=== Section Start ===

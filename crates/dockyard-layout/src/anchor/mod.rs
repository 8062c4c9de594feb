//! Drop-target (anchor) detection.

mod types;

pub use hit_test::*;
pub use types::*;
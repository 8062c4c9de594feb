use std::path::PathBuf;

use clap::{Parser, Subcommand};

/// Dockyard: inspect, validate and generate saved docking layouts.
#[derive(Parser, Debug)]
#[command(name = "dockyard", version, about)]
pub struct Args {
    /// Config file path override.
    #[arg(long, global = true)]
    pub config: Option<PathBuf>,

    /// Log level override (trace, debug, info, warn, error).
    #[arg(long, global = true)]
    pub log_level: Option<String>,

    #[command(subcommand)]
    pub command: Command,
}

#[derive(Subcommand, Debug)]
pub enum Command {
    /// Lay out a saved layout and print every frame's rectangle.
    Inspect {
        /// Layout file; defaults to the configured layout path.
        layout: Option<PathBuf>,

        #[arg(long, default_value_t = 1280.0)]
        width: f64,

        #[arg(long, default_value_t = 800.0)]
        height: f64,

        /// Print the placement as JSON instead of a table.
        #[arg(long)]
        json: bool,
    },

    /// Check that a layout file parses and restores into a valid tree.
    Validate {
        /// Layout file; defaults to the configured layout path.
        layout: Option<PathBuf>,
    },

    /// Write a sample layout.
    Demo {
        /// Destination; defaults to the configured layout path.
        output: Option<PathBuf>,
    },

    /// Print the effective configuration as JSON.
    Config,
}

pub fn parse() -> Args {
    Args::parse()
}
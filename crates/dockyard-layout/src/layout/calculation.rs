//! Floating frame placement math.

use dockyard_common::{Rect, Vec2};

/// Pixel rect of a floating frame centered at fractional `pos`.
pub fn floating_rect(pos: Vec2, size: Vec2, container: Rect) -> Rect {
    Rect::new(
        container.x + pos.x * container.width - size.x / 2.0,
        container.y + pos.y * container.height - size.y / 2.0,
        size.x,
        size.y,
    )
}

/// Fractional position of `rect`'s center within `container`.
///
/// `None` for an empty container.
pub fn fractional_center(rect: Rect, container: Rect) -> Option<Vec2> {
    if container.is_empty() {
        return None;
    }
    let center = rect.center();
    Some(Vec2::new(
        (center.x - container.x) / container.width,
        (center.y - container.y) / container.height,
    ))
}

/// Size for a new floating frame: the desired size where given, else the
/// fallback, never below `min`.
pub fn floating_size(desired: Vec2, fallback: Vec2, min: Vec2) -> Vec2 {
    let pick = |d: f64, f: f64| if d > 0.0 { d } else { f };
    Vec2::new(pick(desired.x, fallback.x), pick(desired.y, fallback.y)).max(min)
}
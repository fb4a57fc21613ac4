//! Foundation module - Core utilities and types
//!
//! This module provides fundamental utilities used throughout the engine:
//! - Math types and operations
//! - Handle-based collections
//! - Time management
//! - Logging utilities

pub mod math;
pub mod collections;
pub mod time;
pub mod logging;
//! # Rendering boundary
//!
//! The engine core never draws anything itself. Behaviors receive a
//! [`Canvas`] trait object in their `render` hook and issue commands against
//! it; the host decides what a canvas actually is (a window surface, a
//! command buffer, nothing at all).
//!
//! ## Design Philosophy
//!
//! The canvas is a passive sink that:
//! - Accepts world-space geometry (no transform logic)
//! - Only handles drawing (no lifecycle, input, or timing)

mod canvas;
mod commands;

pub use canvas::{Canvas, NullCanvas, RecordingCanvas};
pub use commands::{Color, DrawCommand};
//! Collision layer system for filtering collision detection
//!
//! Every body carries a small set of channels. Two bodies are only tested
//! geometrically when their channel sets share at least one member, which
//! makes the layer check a cheap pre-filter for the pairwise pass.

use super::PhysicsError;
use bitflags::bitflags;

bitflags! {
    /// Bit representation of the five collision channels
    #[derive(Debug, Clone, Copy, PartialEq, Eq, Hash)]
    pub struct LayerMask: u8 {
        /// Channel 1 (enabled by default)
        const CHANNEL_1 = 1 << 0;
        /// Channel 2
        const CHANNEL_2 = 1 << 1;
        /// Channel 3
        const CHANNEL_3 = 1 << 2;
        /// Channel 4
        const CHANNEL_4 = 1 << 3;
        /// Channel 5
        const CHANNEL_5 = 1 << 4;
    }
}

/// Set of active collision channels
///
/// Channels are numbered `1..=5`. A fresh set has only channel 1 enabled.
#[derive(Debug, Clone, Copy, PartialEq, Eq, Hash)]
pub struct CollisionLayers {
    mask: LayerMask,
}

impl CollisionLayers {
    /// Lowest valid channel id
    pub const MIN_CHANNEL: u8 = 1;

    /// Highest valid channel id
    pub const MAX_CHANNEL: u8 = 5;

    /// Create the default layer set (channel 1 only)
    pub fn new() -> Self {
        Self { mask: LayerMask::CHANNEL_1 }
    }

    /// Create a layer set with exactly the given channels enabled
    pub fn with_layers(channels: &[u8]) -> Result<Self, PhysicsError> {
        let mut layers = Self { mask: LayerMask::empty() };
        for &channel in channels {
            layers.set_layer(channel, true)?;
        }
        Ok(layers)
    }

    fn channel_bit(channel: u8) -> Result<LayerMask, PhysicsError> {
        if !(Self::MIN_CHANNEL..=Self::MAX_CHANNEL).contains(&channel) {
            return Err(PhysicsError::LayerOutOfRange(channel));
        }
        Ok(LayerMask::from_bits_truncate(1 << (channel - 1)))
    }

    /// Enable or disable a channel
    ///
    /// Fails when `channel` is outside `1..=5`. Setting a channel to its
    /// current state is a no-op.
    pub fn set_layer(&mut self, channel: u8, enabled: bool) -> Result<(), PhysicsError> {
        let bit = Self::channel_bit(channel)?;
        self.mask.set(bit, enabled);
        Ok(())
    }

    /// Check whether a single channel is enabled
    pub fn is_enabled(&self, channel: u8) -> Result<bool, PhysicsError> {
        Ok(self.mask.contains(Self::channel_bit(channel)?))
    }

    /// Active channels in ascending order
    pub fn active_layers(&self) -> Vec<u8> {
        (Self::MIN_CHANNEL..=Self::MAX_CHANNEL)
            .filter(|&channel| self.mask.bits() & (1 << (channel - 1)) != 0)
            .collect()
    }

    /// Raw channel mask
    pub fn mask(&self) -> LayerMask {
        self.mask
    }

    /// True when both sets share at least one active channel
    pub fn overlaps(&self, other: &CollisionLayers) -> bool {
        self.mask.intersects(other.mask)
    }
}

impl Default for CollisionLayers {
    fn default() -> Self {
        Self::new()
    }
}
//! Physics module for collision detection and response
//!
//! Bodies are scene nodes carrying a [`CollisionBody`]. Once per frame the
//! [`CollisionSystem`] tests every pair of bodies reachable from the active
//! root and lets each side of an overlapping pair respond according to its
//! [`BodyKind`].

pub mod body;
pub mod collision;
pub mod collision_layers;
pub mod collision_system;

pub use body::{collision_response, BodyKind, CollisionBody, CollisionResponse};
pub use collision::{CollisionShape, Rect, ShapeKind, WorldSpaceShape};
pub use collision_layers::{CollisionLayers, LayerMask};
pub use collision_system::{CollisionPair, CollisionStats, CollisionSystem};

use thiserror::Error;

/// Physics errors
#[derive(Error, Debug, Clone, PartialEq, Eq)]
pub enum PhysicsError {
    /// Layer channels are numbered 1 through 5
    #[error("Collision layer {0} is out of range (expected 1..=5)")]
    LayerOutOfRange(u8),
}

=== Section End ===

- Exercise objective: Restate the listing word for word.

- Exercise result:
filename crates/dockyard-layout/src/anchor/mod.rs
repository 8062c4c9de594feb
//! Drop-target (anchor) detection.

mod types;

pub use hit_test::*;
pub use types::*;
repository 8062c4c9de594feb
use std::path::PathBuf;

use clap::{Parser, Subcommand};

/// Dockyard: inspect, validate and generate saved docking layouts.
#[derive(Parser, Debug)]
#[command(name = "dockyard", version, about)]
pub struct Args {
    /// Config file path override.
    #[arg(long, global = true)]
    pub config: Option<PathBuf>,

    /// Log level override (trace, debug, info, warn, error).
    #[arg(long, global = true)]
    pub log_level: Option<String>,

    #[command(subcommand)]
    pub command: Command,
}

#[derive(Subcommand, Debug)]
pub enum Command {
    /// Lay out a saved layout and print every frame's rectangle.
    Inspect {
        /// Layout file; defaults to the configured layout path.
        layout: Option<PathBuf>,

        #[arg(long, default_value_t = 1280.0)]
        width: f64,

        #[arg(long, default_value_t = 800.0)]
        height: f64,

        /// Print the placement as JSON instead of a table.
        #[arg(long)]
        json: bool,
    },

    /// Check that a layout file parses and restores into a valid tree.
    Validate {
        /// Layout file; defaults to the configured layout path.
        layout: Option<PathBuf>,
    },

    /// Write a sample layout.
    Demo {
        /// Destination; defaults to the configured layout path.
        output: Option<PathBuf>,
    },

    /// Print the effective configuration as JSON.
    Config,
}

pub fn parse() -> Args {
    Args::parse()
}
filename crates/dockyard-layout/src/layout/calculation.rs
//! Floating frame placement math.

use dockyard_common::{Rect, Vec2};

/// Pixel rect of a floating frame centered at fractional `pos`.
pub fn floating_rect(pos: Vec2, size: Vec2, container: Rect) -> Rect {
    Rect::new(
        container.x + pos.x * container.width - size.x / 2.0,
        container.y + pos.y * container.height - size.y / 2.0,
        size.x,
        size.y,
    )
}

/// Fractional position of `rect`'s center within `container`.
///
/// `None` for an empty container.
pub fn fractional_center(rect: Rect, container: Rect) -> Option<Vec2> {
    if container.is_empty() {
        return None;
    }
    let center = rect.center();
    Some(Vec2::new(
        (center.x - container.x) / container.width,
        (center.y - container.y) / container.height,
    ))
}

/// Size for a new floating frame: the desired size where given, else the
/// fallback, never below `min`.
pub fn floating_size(desired: Vec2, fallback: Vec2, min: Vec2) -> Vec2 {
    let pick = |d: f64, f: f64| if d > 0.0 { d } else { f };
    Vec2::new(pick(desired.x, fallback.x), pick(desired.y, fallback.y)).max(min)
}
repository fb4a57fc21613ac4
//! Foundation module - Core utilities and types
//!
//! This module provides fundamental utilities used throughout the engine:
//! - Math types and operations
//! - Handle-based collections
//! - Time management
//! - Logging utilities

pub mod math;
pub mod collections;
pub mod time;
pub mod logging;
//! # Rendering boundary
//!
//! The engine core never draws anything itself. Behaviors receive a
//! [`Canvas`] trait object in their `render` hook and issue commands against
//! it; the host decides what a canvas actually is (a window surface, a
//! command buffer, nothing at all).
//!
//! ## Design Philosophy
//!
//! The canvas is a passive sink that:
//! - Accepts world-space geometry (no transform logic)
//! - Only handles drawing (no lifecycle, input, or timing)

mod canvas;
mod commands;

pub use canvas::{Canvas, NullCanvas, RecordingCanvas};
pub use commands::{Color, DrawCommand};
//! Collision layer system for filtering collision detection
//!
//! Every body carries a small set of channels. Two bodies are only tested
//! geometrically when their channel sets share at least one member, which
//! makes the layer check a cheap pre-filter for the pairwise pass.

use super::PhysicsError;
use bitflags::bitflags;

bitflags! {
    /// Bit representation of the five collision channels
    #[derive(Debug, Clone, Copy, PartialEq, Eq, Hash)]
    pub struct LayerMask: u8 {
        /// Channel 1 (enabled by default)
        const CHANNEL_1 = 1 << 0;
        /// Channel 2
        const CHANNEL_2 = 1 << 1;
        /// Channel 3
        const CHANNEL_3 = 1 << 2;
        /// Channel 4
        const CHANNEL_4 = 1 << 3;
        /// Channel 5
        const CHANNEL_5 = 1 << 4;
    }
}

/// Set of active collision channels
///
/// Channels are numbered `1..=5`. A fresh set has only channel 1 enabled.
#[derive(Debug, Clone, Copy, PartialEq, Eq, Hash)]
pub struct CollisionLayers {
    mask: LayerMask,
}

impl CollisionLayers {
    /// Lowest valid channel id
    pub const MIN_CHANNEL: u8 = 1;

    /// Highest valid channel id
    pub const MAX_CHANNEL: u8 = 5;

    /// Create the default layer set (channel 1 only)
    pub fn new() -> Self {
        Self { mask: LayerMask::CHANNEL_1 }
    }

    /// Create a layer set with exactly the given channels enabled
    pub fn with_layers(channels: &[u8]) -> Result<Self, PhysicsError> {
        let mut layers = Self { mask: LayerMask::empty() };
        for &channel in channels {
            layers.set_layer(channel, true)?;
        }
        Ok(layers)
    }

    fn channel_bit(channel: u8) -> Result<LayerMask, PhysicsError> {
        if !(Self::MIN_CHANNEL..=Self::MAX_CHANNEL).contains(&channel) {
            return Err(PhysicsError::LayerOutOfRange(channel));
        }
        Ok(LayerMask::from_bits_truncate(1 << (channel - 1)))
    }

    /// Enable or disable a channel
    ///
    /// Fails when `channel` is outside `1..=5`. Setting a channel to its
    /// current state is a no-op.
    pub fn set_layer(&mut self, channel: u8, enabled: bool) -> Result<(), PhysicsError> {
        let bit = Self::channel_bit(channel)?;
        self.mask.set(bit, enabled);
        Ok(())
    }

    /// Check whether a single channel is enabled
    pub fn is_enabled(&self, channel: u8) -> Result<bool, PhysicsError> {
        Ok(self.mask.contains(Self::channel_bit(channel)?))
    }

    /// Active channels in ascending order
    pub fn active_layers(&self) -> Vec<u8> {
        (Self::MIN_CHANNEL..=Self::MAX_CHANNEL)
            .filter(|&channel| self.mask.bits() & (1 << (channel - 1)) != 0)
            .collect()
    }

    /// Raw channel mask
    pub fn mask(&self) -> LayerMask {
        self.mask
    }

    /// True when both sets share at least one active channel
    pub fn overlaps(&self, other: &CollisionLayers) -> bool {
        self.mask.intersects(other.mask)
    }
}

impl Default for CollisionLayers {
    fn default() -> Self {
        Self::new()
    }
}
//! Physics module for collision detection and response
//!
//! Bodies are scene nodes carrying a [`CollisionBody`]. Once per frame the
//! [`CollisionSystem`] tests every pair of bodies reachable from the active
//! root and lets each side of an overlapping pair respond according to its
//! [`BodyKind`].

pub mod body;
pub mod collision;
pub mod collision_layers;
pub mod collision_system;

pub use body::{collision_response, BodyKind, CollisionBody, CollisionResponse};
pub use collision::{CollisionShape, Rect, ShapeKind, WorldSpaceShape};
pub use collision_layers::{CollisionLayers, LayerMask};
pub use collision_system::{CollisionPair, CollisionStats, CollisionSystem};

use thiserror::Error;

/// Physics errors
#[derive(Error, Debug, Clone, PartialEq, Eq)]
pub enum PhysicsError {
    /// Layer channels are numbered 1 through 5
    #[error("Collision layer {0} is out of range (expected 1..=5)")]
    LayerOutOfRange(u8),
}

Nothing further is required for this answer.